**Supplied records**

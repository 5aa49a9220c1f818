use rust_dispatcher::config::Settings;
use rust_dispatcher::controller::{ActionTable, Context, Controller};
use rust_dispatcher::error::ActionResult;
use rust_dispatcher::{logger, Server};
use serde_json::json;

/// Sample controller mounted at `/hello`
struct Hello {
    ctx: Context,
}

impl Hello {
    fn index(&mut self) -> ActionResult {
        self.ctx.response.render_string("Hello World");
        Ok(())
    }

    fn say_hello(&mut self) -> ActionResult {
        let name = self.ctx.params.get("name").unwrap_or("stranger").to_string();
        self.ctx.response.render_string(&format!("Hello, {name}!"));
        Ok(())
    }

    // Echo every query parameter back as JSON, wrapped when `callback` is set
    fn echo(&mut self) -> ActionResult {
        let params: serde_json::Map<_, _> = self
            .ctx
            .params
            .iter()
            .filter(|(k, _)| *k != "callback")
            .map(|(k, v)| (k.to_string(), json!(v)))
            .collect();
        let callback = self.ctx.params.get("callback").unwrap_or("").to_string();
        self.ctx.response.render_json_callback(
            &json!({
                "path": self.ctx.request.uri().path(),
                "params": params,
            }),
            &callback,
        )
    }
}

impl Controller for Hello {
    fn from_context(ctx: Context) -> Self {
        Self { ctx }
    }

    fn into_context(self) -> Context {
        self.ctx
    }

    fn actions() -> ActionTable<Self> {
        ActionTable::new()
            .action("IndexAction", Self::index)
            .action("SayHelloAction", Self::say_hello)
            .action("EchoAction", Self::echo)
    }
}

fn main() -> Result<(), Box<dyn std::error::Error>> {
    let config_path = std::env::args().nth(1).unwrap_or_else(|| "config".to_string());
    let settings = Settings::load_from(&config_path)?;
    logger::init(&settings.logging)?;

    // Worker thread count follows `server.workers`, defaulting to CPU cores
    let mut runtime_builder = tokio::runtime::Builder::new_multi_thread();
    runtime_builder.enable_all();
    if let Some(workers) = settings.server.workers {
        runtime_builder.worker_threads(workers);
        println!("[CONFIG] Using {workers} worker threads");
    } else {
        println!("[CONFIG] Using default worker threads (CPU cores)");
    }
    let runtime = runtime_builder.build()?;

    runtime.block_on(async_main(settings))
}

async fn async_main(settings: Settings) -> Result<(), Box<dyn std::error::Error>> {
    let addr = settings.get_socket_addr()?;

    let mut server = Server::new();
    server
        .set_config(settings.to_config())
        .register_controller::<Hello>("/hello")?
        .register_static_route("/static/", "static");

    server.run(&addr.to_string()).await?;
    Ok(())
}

* * *

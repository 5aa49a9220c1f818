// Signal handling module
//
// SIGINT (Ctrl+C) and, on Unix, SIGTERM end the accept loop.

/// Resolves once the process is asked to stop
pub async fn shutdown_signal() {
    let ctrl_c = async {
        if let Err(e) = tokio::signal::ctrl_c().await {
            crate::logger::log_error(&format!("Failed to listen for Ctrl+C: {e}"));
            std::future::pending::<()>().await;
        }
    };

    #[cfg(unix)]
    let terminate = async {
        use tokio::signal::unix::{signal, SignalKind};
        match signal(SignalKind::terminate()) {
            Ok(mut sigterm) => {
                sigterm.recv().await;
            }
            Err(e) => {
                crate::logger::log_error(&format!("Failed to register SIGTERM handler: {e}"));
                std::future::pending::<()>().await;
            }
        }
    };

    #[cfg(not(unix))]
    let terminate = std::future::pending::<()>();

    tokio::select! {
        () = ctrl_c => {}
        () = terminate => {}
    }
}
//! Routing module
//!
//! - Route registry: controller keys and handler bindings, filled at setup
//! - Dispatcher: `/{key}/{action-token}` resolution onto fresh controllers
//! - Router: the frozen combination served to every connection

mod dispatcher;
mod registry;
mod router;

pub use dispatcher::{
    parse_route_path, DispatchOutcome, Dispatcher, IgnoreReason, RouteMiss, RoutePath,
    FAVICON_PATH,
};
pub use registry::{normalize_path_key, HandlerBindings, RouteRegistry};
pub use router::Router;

==

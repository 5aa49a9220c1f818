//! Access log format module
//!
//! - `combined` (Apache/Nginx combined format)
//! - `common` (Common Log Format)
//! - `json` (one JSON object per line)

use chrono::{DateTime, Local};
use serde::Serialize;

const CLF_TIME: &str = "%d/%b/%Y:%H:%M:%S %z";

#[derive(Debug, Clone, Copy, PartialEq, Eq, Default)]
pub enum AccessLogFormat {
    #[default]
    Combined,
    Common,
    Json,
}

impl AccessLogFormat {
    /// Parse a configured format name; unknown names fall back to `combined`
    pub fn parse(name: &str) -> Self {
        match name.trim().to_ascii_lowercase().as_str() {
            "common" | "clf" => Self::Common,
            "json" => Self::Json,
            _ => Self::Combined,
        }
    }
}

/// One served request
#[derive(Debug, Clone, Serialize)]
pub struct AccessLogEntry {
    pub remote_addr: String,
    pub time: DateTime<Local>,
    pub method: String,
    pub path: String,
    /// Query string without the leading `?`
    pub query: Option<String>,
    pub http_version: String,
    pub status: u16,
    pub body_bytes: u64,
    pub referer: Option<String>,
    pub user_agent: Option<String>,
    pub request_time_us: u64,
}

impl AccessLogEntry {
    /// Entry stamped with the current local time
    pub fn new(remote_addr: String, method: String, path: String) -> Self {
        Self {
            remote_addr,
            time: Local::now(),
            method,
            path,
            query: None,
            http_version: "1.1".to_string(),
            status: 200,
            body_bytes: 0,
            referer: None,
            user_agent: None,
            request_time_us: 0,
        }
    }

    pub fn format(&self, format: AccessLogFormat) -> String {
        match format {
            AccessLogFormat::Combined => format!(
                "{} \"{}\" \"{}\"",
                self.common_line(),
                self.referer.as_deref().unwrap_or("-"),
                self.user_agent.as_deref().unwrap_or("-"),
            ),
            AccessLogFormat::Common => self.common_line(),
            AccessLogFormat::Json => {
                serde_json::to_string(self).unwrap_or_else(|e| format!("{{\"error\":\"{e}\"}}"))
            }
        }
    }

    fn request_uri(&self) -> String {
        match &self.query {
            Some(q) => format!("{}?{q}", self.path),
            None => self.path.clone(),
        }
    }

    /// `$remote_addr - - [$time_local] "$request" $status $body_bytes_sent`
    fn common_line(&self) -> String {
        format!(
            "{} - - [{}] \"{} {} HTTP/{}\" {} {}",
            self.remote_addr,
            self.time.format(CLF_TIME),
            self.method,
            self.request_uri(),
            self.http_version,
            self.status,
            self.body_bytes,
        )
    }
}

**What you need to do**
Within the material above, show every line that includes "response".

**Solution to this exercise**
        self.ctx.response.render_string("Hello World");
        self.ctx.response.render_string(&format!("Hello, {name}!"));
        self.ctx.response.render_json_callback(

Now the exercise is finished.